FIG 1.

Construction of MHV mutants with chimeric N proteins containing RNA-binding domains from the SARS-CoV N protein. (A) Model of the MHV N protein showing domains as defined previously (16, 17). The RNA-binding domains are N1b (or NTD) and N2b (or CTD). Other segments of the molecule include the amino terminus N1a; the central spacer N2a, which harbors the SR region that interacts with nsp3; and the M protein-binding domain N3, which is linked to the molecule via spacer B. Numbering indicates amino acid residues. (B) Schematic of wild-type and mutant N proteins.
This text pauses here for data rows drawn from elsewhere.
//! Storage layer for fleetmux.
//!
//! Keeps the bounded history of completed runs. Two backends implement
//! [`HistoryStore`]: an in-memory list and a `SQLite` database used by the
//! CLI so history survives between invocations.

pub mod memory;
pub mod schema;
pub mod sqlite;
pub mod traits;

pub use memory::MemoryHistory;
pub use schema::{CURRENT_SCHEMA_VERSION, SCHEMA_SQL};
pub use sqlite::SqliteHistory;
pub use traits::{DEFAULT_HISTORY_CAPACITY, HistoryStore};

/// Default database path relative to the working directory.
pub const DEFAULT_DB_PATH: &str = ".fleetmux/history.db";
Shading represents segments of SARS-CoV N sequence substituted within the MHV N molecule; the asterisk denotes a lethal substitution. (C) Western blots of equal amounts of immunopurified wild-type, S1b mutant, and S2b mutant virions probed with monoclonal anti-MHV N antibody J.3.3, which recognizes an epitope in domain N3 (31) (left) or with polyclonal anti-SARS-CoV N antibody (right). (D) Plaques of the S1b and S2b mutants at 33, 37, or 39°C compared with those of isogenic wild-type virus. Plaque titrations were carried out on L2 cells; monolayers were stained with neutral red at 49 h postinfection and were photographed 17 h later.